On 05/22/07 12:17, Joseph Shraibman wrote:
> I'm running:
>
> PostgreSQL 8.2.3 on x86_64-unknown-linux-gnu, compiled by GCC gcc (GCC)
> 3.4.6 20060404 (Red Hat 3.4.6-3)
>
> My memory settings are:
>
> work_mem = 64MB
> shared_buffers = 128MB
> temp_buffers = 32MB
>
> I ran a query that was "SELECT field, count(*) INTO TEMP temptable" and
> it grew to be 10gig (as reported by top) and brought the whole machine
> to its knees.  How do I keep this from happening again?

It looks to me as if TEMP tables are in-memory structures, not
file-backed objects like "regular" tables.

- --
Ron Johnson, Jr.
Jefferson LA  USA

Give a man a fish, and he eats for a day.
Hit him with a fish, and he goes away for good!

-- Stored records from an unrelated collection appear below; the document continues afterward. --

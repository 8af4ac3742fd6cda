//! Gradient-boosted tree ensemble
//!
//! Evaluates a regressor exported to JSON:
//!
//! ```json
//! {
//!   "format": "gradient_boosted_trees",
//!   "init_value": 3.4,
//!   "learning_rate": 0.08,
//!   "trees": [{ "nodes": [
//!     { "feature": 2, "threshold": 0.27, "left": 1, "right": 2 },
//!     { "value": 0.61 },
//!     { "value": -1.9 }
//!   ]}],
//!   "metadata": { "model_version": "1" }
//! }
//! ```
//!
//! Prediction is `init_value + learning_rate * sum(leaf)`. A split sends the
//! sample left when `x <= threshold`.

use std::path::Path;

use serde::{Deserialize, Serialize};

use super::metadata::ModelMetadata;
use super::InferenceCapability;
use crate::error::{InferenceError, ModelUnavailable};
use crate::normalize::FeatureVector;
use crate::sensor::SENSOR_COUNT;

/// Value of the `format` field this evaluator understands
pub const TREE_FORMAT: &str = "gradient_boosted_trees";

#[derive(Debug, Clone, PartialEq, Serialize, Deserialize)]
#[serde(untagged)]
pub enum TreeNode {
    Split {
        feature: usize,
        threshold: f64,
        left: usize,
        right: usize,
    },
    Leaf {
        value: f64,
    },
}

#[derive(Debug, Clone, PartialEq, Serialize, Deserialize)]
pub struct Tree {
    pub nodes: Vec<TreeNode>,
}

impl Tree {
    /// Children must point strictly forward, so every walk terminates
    fn validate(&self, index: usize) -> Result<(), ModelUnavailable> {
        if self.nodes.is_empty() {
            return Err(ModelUnavailable::Format(format!("tree {} has no nodes", index)));
        }

        for (i, node) in self.nodes.iter().enumerate() {
            match *node {
                TreeNode::Split { feature, threshold, left, right } => {
                    if feature >= SENSOR_COUNT {
                        return Err(ModelUnavailable::Format(format!(
                            "tree {} node {} splits on feature {} (only {} features)",
                            index, i, feature, SENSOR_COUNT
                        )));
                    }
                    if !threshold.is_finite() {
                        return Err(ModelUnavailable::Format(format!(
                            "tree {} node {} has a non-finite threshold",
                            index, i
                        )));
                    }
                    for child in [left, right] {
                        if child <= i || child >= self.nodes.len() {
                            return Err(ModelUnavailable::Format(format!(
                                "tree {} node {} has invalid child {}",
                                index, i, child
                            )));
                        }
                    }
                }
                TreeNode::Leaf { value } => {
                    if !value.is_finite() {
                        return Err(ModelUnavailable::Format(format!(
                            "tree {} leaf {} is not finite",
                            index, i
                        )));
                    }
                }
            }
        }

        Ok(())
    }

    fn evaluate(&self, features: &[f64]) -> f64 {
        let mut index = 0;
        loop {
            match self.nodes[index] {
                TreeNode::Split { feature, threshold, left, right } => {
                    index = if features[feature] <= threshold { left } else { right };
                }
                TreeNode::Leaf { value } => return value,
            }
        }
    }
}

/// Additive ensemble of regression trees
#[derive(Debug, Clone, PartialEq, Serialize, Deserialize)]
pub struct TreeEnsemble {
    pub format: String,
    pub init_value: f64,
    pub learning_rate: f64,
    pub trees: Vec<Tree>,
    #[serde(default)]
    pub metadata: ModelMetadata,
}

impl TreeEnsemble {
    /// Parse and validate an exported ensemble
    pub fn from_json(json: &str) -> Result<Self, ModelUnavailable> {
        let ensemble: TreeEnsemble = serde_json::from_str(json)?;
        ensemble.validate()?;
        Ok(ensemble)
    }

    pub fn from_file(path: &Path) -> Result<Self, ModelUnavailable> {
        if !path.exists() {
            return Err(ModelUnavailable::NotFound(path.to_path_buf()));
        }
        let content = std::fs::read_to_string(path)?;
        Self::from_json(&content)
    }

    pub fn validate(&self) -> Result<(), ModelUnavailable> {
        if self.format != TREE_FORMAT {
            return Err(ModelUnavailable::Format(format!(
                "unsupported format '{}', expected '{}'",
                self.format, TREE_FORMAT
            )));
        }
        if !self.init_value.is_finite() || !self.learning_rate.is_finite() {
            return Err(ModelUnavailable::Format(
                "init_value and learning_rate must be finite".to_string(),
            ));
        }
        if self.trees.is_empty() {
            return Err(ModelUnavailable::Format("ensemble has no trees".to_string()));
        }
        for (i, tree) in self.trees.iter().enumerate() {
            tree.validate(i)?;
        }
        Ok(())
    }

    pub fn tree_count(&self) -> usize {
        self.trees.len()
    }

    /// Infallible once validated
    pub fn evaluate(&self, features: &FeatureVector) -> f64 {
        let values = features.as_slice();
        let boost: f64 = self.trees.iter().map(|t| t.evaluate(values)).sum();
        self.init_value + self.learning_rate * boost
    }
}

impl InferenceCapability for TreeEnsemble {
    fn predict(&self, features: &FeatureVector) -> Result<f64, InferenceError> {
        Ok(self.evaluate(features))
    }
}
//! Health check handler
//!
//! Liveness plus engine status. Never runs a prediction.

use axum::{extract::State, Json};
use serde::Serialize;

use lactron_core::telemetry::StatsSnapshot;
use lactron_core::Provenance;

use crate::AppState;

#[derive(Serialize)]
pub struct HealthResponse {
    status: &'static str,
    version: &'static str,
    environment: String,
    timestamp: i64,
    model_loaded: bool,
    mode: &'static str,
    provenance: Option<Provenance>,
    model_version: Option<String>,
    stats: StatsSnapshot,
}

pub async fn check(State(state): State<AppState>) -> Json<HealthResponse> {
    let model = state.predictor.model();

    Json(HealthResponse {
        status: "healthy",
        version: env!("CARGO_PKG_VERSION"),
        environment: state.config.environment.clone(),
        timestamp: chrono::Utc::now().timestamp(),
        model_loaded: model.is_some(),
        mode: state.predictor.mode().as_str(),
        provenance: model.map(|m| m.provenance()),
        model_version: model.and_then(|m| m.metadata().model_version.clone()),
        stats: state.telemetry.stats(),
    })
}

-----BEGIN PGP SIGNATURE-----
Version: GnuPG v1.4.6 (GNU/Linux)

iD8DBQFGUysiS9HxQb37XmcRAo06AJ4k2i7Q1GN1digKbcYoZYuZv/E0SwCg4zN5
ENSWo9fvXwTJWKatOGb/xpY=
=WAvF
-----END PGP SIGNATURE-----

Re: swap storm created by 8.2.3

From
Richard Huxton
Date:
Joseph Shraibman wrote:
> I'm running:
>
> PostgreSQL 8.2.3 on x86_64-unknown-linux-gnu, compiled by GCC gcc (GCC)
> 3.4.6 20060404 (Red Hat 3.4.6-3)
>
> My memory settings are:
>
> work_mem = 64MB
> shared_buffers = 128MB
> temp_buffers = 32MB
>
> I ran a query that was "SELECT field, count(*) INTO TEMP temptable" and
> it grew to be 10gig (as reported by top)

What was the real query?
How many rows are we talking about?

 > and brought the whole machine
> to its knees.  How do I keep this from happening again?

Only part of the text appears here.